The answer is to be all of the data below, reproduced exactly.
[Opening EXERCISE DATA section]
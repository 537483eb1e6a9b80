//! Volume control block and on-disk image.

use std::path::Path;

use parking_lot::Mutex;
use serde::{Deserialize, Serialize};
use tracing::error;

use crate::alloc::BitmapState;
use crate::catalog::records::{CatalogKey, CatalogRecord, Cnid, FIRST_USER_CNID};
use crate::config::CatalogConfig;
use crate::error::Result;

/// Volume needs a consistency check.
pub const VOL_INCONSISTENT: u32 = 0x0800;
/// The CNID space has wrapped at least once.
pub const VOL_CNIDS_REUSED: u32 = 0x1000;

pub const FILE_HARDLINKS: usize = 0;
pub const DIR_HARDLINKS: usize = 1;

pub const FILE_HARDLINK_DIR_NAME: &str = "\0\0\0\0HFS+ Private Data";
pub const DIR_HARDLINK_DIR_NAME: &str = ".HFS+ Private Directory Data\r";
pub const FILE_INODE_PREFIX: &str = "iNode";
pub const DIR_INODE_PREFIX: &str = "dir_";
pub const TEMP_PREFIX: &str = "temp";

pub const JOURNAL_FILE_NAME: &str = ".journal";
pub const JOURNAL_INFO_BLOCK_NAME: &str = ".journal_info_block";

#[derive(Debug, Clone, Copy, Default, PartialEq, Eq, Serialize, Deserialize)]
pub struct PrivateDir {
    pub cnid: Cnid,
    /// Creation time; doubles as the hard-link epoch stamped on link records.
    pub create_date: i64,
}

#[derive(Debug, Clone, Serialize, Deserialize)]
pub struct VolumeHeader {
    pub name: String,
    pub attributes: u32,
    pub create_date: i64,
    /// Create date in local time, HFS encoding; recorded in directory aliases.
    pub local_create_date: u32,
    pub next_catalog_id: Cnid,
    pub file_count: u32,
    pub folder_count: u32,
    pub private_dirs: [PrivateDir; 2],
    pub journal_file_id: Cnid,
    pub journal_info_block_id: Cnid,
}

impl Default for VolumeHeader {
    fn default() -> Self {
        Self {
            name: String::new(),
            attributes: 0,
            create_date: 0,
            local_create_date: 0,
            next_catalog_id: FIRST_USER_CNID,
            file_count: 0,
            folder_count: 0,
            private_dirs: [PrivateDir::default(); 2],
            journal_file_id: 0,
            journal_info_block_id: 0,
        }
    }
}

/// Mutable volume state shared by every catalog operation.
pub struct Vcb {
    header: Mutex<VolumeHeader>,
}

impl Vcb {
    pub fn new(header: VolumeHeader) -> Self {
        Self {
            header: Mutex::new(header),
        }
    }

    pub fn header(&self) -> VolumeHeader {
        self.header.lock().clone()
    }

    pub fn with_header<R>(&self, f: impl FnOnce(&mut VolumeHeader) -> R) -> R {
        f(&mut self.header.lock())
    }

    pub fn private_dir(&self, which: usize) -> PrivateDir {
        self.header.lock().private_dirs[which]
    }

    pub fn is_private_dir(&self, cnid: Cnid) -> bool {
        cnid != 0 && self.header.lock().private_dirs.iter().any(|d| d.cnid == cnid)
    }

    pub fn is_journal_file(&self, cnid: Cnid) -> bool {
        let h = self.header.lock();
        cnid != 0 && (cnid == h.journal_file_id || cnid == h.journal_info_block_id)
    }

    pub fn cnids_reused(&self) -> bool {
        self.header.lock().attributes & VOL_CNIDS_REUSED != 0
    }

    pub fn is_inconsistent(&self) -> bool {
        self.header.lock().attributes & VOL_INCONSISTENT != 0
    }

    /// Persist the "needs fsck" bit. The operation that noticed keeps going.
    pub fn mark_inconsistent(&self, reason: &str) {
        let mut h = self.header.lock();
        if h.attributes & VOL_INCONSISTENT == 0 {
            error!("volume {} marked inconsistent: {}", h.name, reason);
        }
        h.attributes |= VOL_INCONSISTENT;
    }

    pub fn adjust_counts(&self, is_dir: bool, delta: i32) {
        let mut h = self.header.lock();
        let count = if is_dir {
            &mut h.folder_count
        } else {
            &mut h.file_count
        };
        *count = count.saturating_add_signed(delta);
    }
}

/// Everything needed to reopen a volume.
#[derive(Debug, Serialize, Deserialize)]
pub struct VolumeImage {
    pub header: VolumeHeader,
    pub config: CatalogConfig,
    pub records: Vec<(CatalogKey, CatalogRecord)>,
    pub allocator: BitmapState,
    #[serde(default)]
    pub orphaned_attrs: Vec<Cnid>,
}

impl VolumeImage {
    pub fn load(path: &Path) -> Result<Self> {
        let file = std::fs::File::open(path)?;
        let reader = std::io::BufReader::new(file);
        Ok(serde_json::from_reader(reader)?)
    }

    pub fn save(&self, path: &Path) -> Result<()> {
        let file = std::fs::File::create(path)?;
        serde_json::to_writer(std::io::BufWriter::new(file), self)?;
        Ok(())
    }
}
[Closing EXERCISE DATA section]
== REPLY ==
repository 537483eb1e6a9b80
//! Volume control block and on-disk image.

use std::path::Path;

use parking_lot::Mutex;
use serde::{Deserialize, Serialize};
use tracing::error;

use crate::alloc::BitmapState;
use crate::catalog::records::{CatalogKey, CatalogRecord, Cnid, FIRST_USER_CNID};
use crate::config::CatalogConfig;
use crate::error::Result;

/// Volume needs a consistency check.
pub const VOL_INCONSISTENT: u32 = 0x0800;
/// The CNID space has wrapped at least once.
pub const VOL_CNIDS_REUSED: u32 = 0x1000;

pub const FILE_HARDLINKS: usize = 0;
pub const DIR_HARDLINKS: usize = 1;

pub const FILE_HARDLINK_DIR_NAME: &str = "\0\0\0\0HFS+ Private Data";
pub const DIR_HARDLINK_DIR_NAME: &str = ".HFS+ Private Directory Data\r";
pub const FILE_INODE_PREFIX: &str = "iNode";
pub const DIR_INODE_PREFIX: &str = "dir_";
pub const TEMP_PREFIX: &str = "temp";

pub const JOURNAL_FILE_NAME: &str = ".journal";
pub const JOURNAL_INFO_BLOCK_NAME: &str = ".journal_info_block";

#[derive(Debug, Clone, Copy, Default, PartialEq, Eq, Serialize, Deserialize)]
pub struct PrivateDir {
    pub cnid: Cnid,
    /// Creation time; doubles as the hard-link epoch stamped on link records.
    pub create_date: i64,
}

#[derive(Debug, Clone, Serialize, Deserialize)]
pub struct VolumeHeader {
    pub name: String,
    pub attributes: u32,
    pub create_date: i64,
    /// Create date in local time, HFS encoding; recorded in directory aliases.
    pub local_create_date: u32,
    pub next_catalog_id: Cnid,
    pub file_count: u32,
    pub folder_count: u32,
    pub private_dirs: [PrivateDir; 2],
    pub journal_file_id: Cnid,
    pub journal_info_block_id: Cnid,
}

impl Default for VolumeHeader {
    fn default() -> Self {
        Self {
            name: String::new(),
            attributes: 0,
            create_date: 0,
            local_create_date: 0,
            next_catalog_id: FIRST_USER_CNID,
            file_count: 0,
            folder_count: 0,
            private_dirs: [PrivateDir::default(); 2],
            journal_file_id: 0,
            journal_info_block_id: 0,
        }
    }
}

/// Mutable volume state shared by every catalog operation.
pub struct Vcb {
    header: Mutex<VolumeHeader>,
}

impl Vcb {
    pub fn new(header: VolumeHeader) -> Self {
        Self {
            header: Mutex::new(header),
        }
    }

    pub fn header(&self) -> VolumeHeader {
        self.header.lock().clone()
    }

    pub fn with_header<R>(&self, f: impl FnOnce(&mut VolumeHeader) -> R) -> R {
        f(&mut self.header.lock())
    }

    pub fn private_dir(&self, which: usize) -> PrivateDir {
        self.header.lock().private_dirs[which]
    }

    pub fn is_private_dir(&self, cnid: Cnid) -> bool {
        cnid != 0 && self.header.lock().private_dirs.iter().any(|d| d.cnid == cnid)
    }

    pub fn is_journal_file(&self, cnid: Cnid) -> bool {
        let h = self.header.lock();
        cnid != 0 && (cnid == h.journal_file_id || cnid == h.journal_info_block_id)
    }

    pub fn cnids_reused(&self) -> bool {
        self.header.lock().attributes & VOL_CNIDS_REUSED != 0
    }

    pub fn is_inconsistent(&self) -> bool {
        self.header.lock().attributes & VOL_INCONSISTENT != 0
    }

    /// Persist the "needs fsck" bit. The operation that noticed keeps going.
    pub fn mark_inconsistent(&self, reason: &str) {
        let mut h = self.header.lock();
        if h.attributes & VOL_INCONSISTENT == 0 {
            error!("volume {} marked inconsistent: {}", h.name, reason);
        }
        h.attributes |= VOL_INCONSISTENT;
    }

    pub fn adjust_counts(&self, is_dir: bool, delta: i32) {
        let mut h = self.header.lock();
        let count = if is_dir {
            &mut h.folder_count
        } else {
            &mut h.file_count
        };
        *count = count.saturating_add_signed(delta);
    }
}

/// Everything needed to reopen a volume.
#[derive(Debug, Serialize, Deserialize)]
pub struct VolumeImage {
    pub header: VolumeHeader,
    pub config: CatalogConfig,
    pub records: Vec<(CatalogKey, CatalogRecord)>,
    pub allocator: BitmapState,
    #[serde(default)]
    pub orphaned_attrs: Vec<Cnid>,
}

impl VolumeImage {
    pub fn load(path: &Path) -> Result<Self> {
        let file = std::fs::File::open(path)?;
        let reader = std::io::BufReader::new(file);
        Ok(serde_json::from_reader(reader)?)
    }

    pub fn save(&self, path: &Path) -> Result<()> {
        let file = std::fs::File::create(path)?;
        serde_json::to_writer(std::io::BufWriter::new(file), self)?;
        Ok(())
    }
}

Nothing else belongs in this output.